1
2NetFlow TCP RST/FIN handling:
3
4	    According to some Cisco specs, and also according to the
5	IPFIX Applicability spec, the flows expiration algorithm
6	includes the condition where flushing is performed when
7	the Metering Process can detect the end of a Flow.
8	The example is given specifying the TCP RST or FIN bits
9	as the indicators of a connection termination.

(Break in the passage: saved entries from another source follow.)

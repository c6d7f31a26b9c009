//! Thread-safe metrics collection for session engines
//!
//! Each engine owns one collector shared with its handles. Counters are
//! atomics written by the engine task; snapshots can be taken from anywhere.

use chrono::{DateTime, TimeZone, Utc};
use serde::Serialize;
use std::sync::atomic::{AtomicBool, AtomicU64, Ordering};
use std::sync::Mutex;
use std::time::Duration;

/// Latency samples kept for percentile calculation
const MAX_LATENCY_SAMPLES: usize = 1000;

/// Thread-safe metrics collector using atomics and mutexes
pub struct MetricsCollector {
    channel: &'static str,

    // Connection lifecycle
    connected: AtomicBool,
    connection_attempts: AtomicU64,
    connections_established: AtomicU64,
    connection_failures: AtomicU64,
    reconnects_scheduled: AtomicU64,
    auth_failures: AtomicU64,
    connected_since: AtomicU64,
    last_connected_at: AtomicU64,

    // Traffic
    requests_sent: AtomicU64,
    requests_completed: AtomicU64,
    requests_failed: AtomicU64,
    requests_timed_out: AtomicU64,
    notifications_sent: AtomicU64,
    frames_sent: AtomicU64,
    frames_received: AtomicU64,
    frames_dropped: AtomicU64,
    events_dispatched: AtomicU64,
    keepalives_sent: AtomicU64,

    // Request latency (mutex protected for complex operations)
    latencies: Mutex<Vec<u64>>, // in milliseconds
}

impl MetricsCollector {
    pub fn new(channel: &'static str) -> Self {
        Self {
            channel,
            connected: AtomicBool::new(false),
            connection_attempts: AtomicU64::new(0),
            connections_established: AtomicU64::new(0),
            connection_failures: AtomicU64::new(0),
            reconnects_scheduled: AtomicU64::new(0),
            auth_failures: AtomicU64::new(0),
            connected_since: AtomicU64::new(0),
            last_connected_at: AtomicU64::new(0),
            requests_sent: AtomicU64::new(0),
            requests_completed: AtomicU64::new(0),
            requests_failed: AtomicU64::new(0),
            requests_timed_out: AtomicU64::new(0),
            notifications_sent: AtomicU64::new(0),
            frames_sent: AtomicU64::new(0),
            frames_received: AtomicU64::new(0),
            frames_dropped: AtomicU64::new(0),
            events_dispatched: AtomicU64::new(0),
            keepalives_sent: AtomicU64::new(0),
            latencies: Mutex::new(Vec::new()),
        }
    }

    pub fn channel(&self) -> &'static str {
        self.channel
    }

    // Connection lifecycle metrics
    pub fn connection_attempt(&self) {
        self.connection_attempts.fetch_add(1, Ordering::Relaxed);
    }

    pub fn connection_established(&self) {
        let now = current_timestamp_millis();
        self.connections_established.fetch_add(1, Ordering::Relaxed);
        self.connected.store(true, Ordering::Relaxed);
        self.connected_since.store(now, Ordering::Relaxed);
        self.last_connected_at.store(now, Ordering::Relaxed);
    }

    pub fn connection_failed(&self) {
        self.connection_failures.fetch_add(1, Ordering::Relaxed);
        self.connection_lost();
    }

    pub fn connection_lost(&self) {
        self.connected.store(false, Ordering::Relaxed);
        self.connected_since.store(0, Ordering::Relaxed);
    }

    pub fn reconnect_scheduled(&self) {
        self.reconnects_scheduled.fetch_add(1, Ordering::Relaxed);
    }

    pub fn auth_failed(&self) {
        self.auth_failures.fetch_add(1, Ordering::Relaxed);
    }

    // Traffic metrics
    pub fn request_sent(&self) {
        self.requests_sent.fetch_add(1, Ordering::Relaxed);
    }

    pub fn request_completed(&self, latency: Duration, success: bool) {
        if success {
            self.requests_completed.fetch_add(1, Ordering::Relaxed);
        } else {
            self.requests_failed.fetch_add(1, Ordering::Relaxed);
        }
        self.record_latency(latency);
    }

    pub fn requests_failed(&self, count: usize) {
        self.requests_failed
            .fetch_add(count as u64, Ordering::Relaxed);
    }

    pub fn requests_timed_out(&self, count: usize) {
        self.requests_timed_out
            .fetch_add(count as u64, Ordering::Relaxed);
    }

    pub fn notification_sent(&self) {
        self.notifications_sent.fetch_add(1, Ordering::Relaxed);
    }

    pub fn frame_sent(&self) {
        self.frames_sent.fetch_add(1, Ordering::Relaxed);
    }

    pub fn frame_received(&self) {
        self.frames_received.fetch_add(1, Ordering::Relaxed);
    }

    pub fn frame_dropped(&self) {
        self.frames_dropped.fetch_add(1, Ordering::Relaxed);
    }

    pub fn event_dispatched(&self) {
        self.events_dispatched.fetch_add(1, Ordering::Relaxed);
    }

    pub fn keepalive_sent(&self) {
        self.keepalives_sent.fetch_add(1, Ordering::Relaxed);
    }

    fn record_latency(&self, latency: Duration) {
        if let Ok(mut samples) = self.latencies.lock() {
            samples.push(latency.as_millis() as u64);

            if samples.len() > MAX_LATENCY_SAMPLES {
                samples.remove(0);
            }
        }
    }

    /// Calculate latency statistics (pure function)
    fn calculate_latency_statistics(&self) -> (f64, f64, f64) {
        let Ok(samples) = self.latencies.lock() else {
            return (0.0, 0.0, 0.0);
        };
        if samples.is_empty() {
            return (0.0, 0.0, 0.0);
        }

        let mut sorted = samples.clone();
        sorted.sort_unstable();
        let avg = sorted.iter().sum::<u64>() as f64 / sorted.len() as f64;
        (avg, percentile(&sorted, 50.0), percentile(&sorted, 95.0))
    }

    /// Calculate connection duration (pure function)
    fn calculate_connection_duration(&self, now: u64) -> u64 {
        if !self.connected.load(Ordering::Relaxed) {
            return 0;
        }
        let since = self.connected_since.load(Ordering::Relaxed);
        if since == 0 {
            0
        } else {
            now.saturating_sub(since) / 1000
        }
    }

    /// Get complete metrics snapshot
    pub fn snapshot(&self) -> MetricsSnapshot {
        let now = current_timestamp_millis();
        let (avg_latency_ms, latency_p50_ms, latency_p95_ms) = self.calculate_latency_statistics();

        MetricsSnapshot {
            channel: self.channel.to_string(),
            connection: ConnectionMetrics {
                connected: self.connected.load(Ordering::Relaxed),
                connection_attempts: self.connection_attempts.load(Ordering::Relaxed),
                connections_established: self.connections_established.load(Ordering::Relaxed),
                connection_failures: self.connection_failures.load(Ordering::Relaxed),
                reconnects_scheduled: self.reconnects_scheduled.load(Ordering::Relaxed),
                auth_failures: self.auth_failures.load(Ordering::Relaxed),
                connection_duration_seconds: self.calculate_connection_duration(now),
                last_connected_at: to_datetime(self.last_connected_at.load(Ordering::Relaxed)),
            },
            traffic: TrafficMetrics {
                requests_sent: self.requests_sent.load(Ordering::Relaxed),
                requests_completed: self.requests_completed.load(Ordering::Relaxed),
                requests_failed: self.requests_failed.load(Ordering::Relaxed),
                requests_timed_out: self.requests_timed_out.load(Ordering::Relaxed),
                notifications_sent: self.notifications_sent.load(Ordering::Relaxed),
                frames_sent: self.frames_sent.load(Ordering::Relaxed),
                frames_received: self.frames_received.load(Ordering::Relaxed),
                frames_dropped: self.frames_dropped.load(Ordering::Relaxed),
                events_dispatched: self.events_dispatched.load(Ordering::Relaxed),
                keepalives_sent: self.keepalives_sent.load(Ordering::Relaxed),
                avg_latency_ms,
                latency_p50_ms,
                latency_p95_ms,
            },
            timestamp: Utc::now(),
        }
    }
}

#[derive(Debug, Clone, Serialize)]
pub struct MetricsSnapshot {
    pub channel: String,
    pub connection: ConnectionMetrics,
    pub traffic: TrafficMetrics,
    pub timestamp: DateTime<Utc>,
}

#[derive(Debug, Clone, Serialize)]
pub struct ConnectionMetrics {
    pub connected: bool,
    pub connection_attempts: u64,
    pub connections_established: u64,
    pub connection_failures: u64,
    pub reconnects_scheduled: u64,
    pub auth_failures: u64,
    pub connection_duration_seconds: u64,
    pub last_connected_at: Option<DateTime<Utc>>,
}

#[derive(Debug, Clone, Serialize)]
pub struct TrafficMetrics {
    pub requests_sent: u64,
    pub requests_completed: u64,
    pub requests_failed: u64,
    pub requests_timed_out: u64,
    pub notifications_sent: u64,
    pub frames_sent: u64,
    pub frames_received: u64,
    pub frames_dropped: u64,
    pub events_dispatched: u64,
    pub keepalives_sent: u64,
    pub avg_latency_ms: f64,
    pub latency_p50_ms: f64,
    pub latency_p95_ms: f64,
}

// Helper functions
fn current_timestamp_millis() -> u64 {
    Utc::now().timestamp_millis().max(0) as u64
}

fn to_datetime(millis: u64) -> Option<DateTime<Utc>> {
    if millis == 0 {
        return None;
    }
    Utc.timestamp_millis_opt(millis as i64).single()
}

fn percentile(sorted_data: &[u64], percentile: f64) -> f64 {
    if sorted_data.is_empty() {
        return 0.0;
    }

    let len = sorted_data.len();
    let index = (percentile / 100.0) * (len - 1) as f64;

    if index.fract() == 0.0 {
        sorted_data[index as usize] as f64
    } else {
        let lower = sorted_data[index.floor() as usize] as f64;
        let upper = sorted_data[index.ceil() as usize] as f64;
        lower + (upper - lower) * index.fract()
    }
}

10	    This supposedly intuitive behavior nevertheless has
11	a big flaw: the TCP connection does NOT usually end with
12	one these flags. Under normal circumstances, the last packet
13	of the TCP stream is ACK, which acknowledges a correctly
14	processed FIN (RFC793, #3.5).
15	    Any implementation which blindly expires the record
16	when it sees the RST or FIN TCP flags will indeed create
17	two flow records, one with the flow information about the
18	main body of a TCP connection, and another with only the
19	data about the ACK packet of that previously discovered
20	TCP stream.
21
22	    Overall, the question boils down to the following:
23	what is better: create a single flow and expire it
24	only after several seconds of its inactivity (when the
25	flow is supposedly finished), or create two flows,
26	one of which contains the main body of a connection and
27	another one describes the final ACK packet of this
28	connection (the last one is generated only after _its_
29	inactivity).
30
31	    The first way is chosen for IPCAD.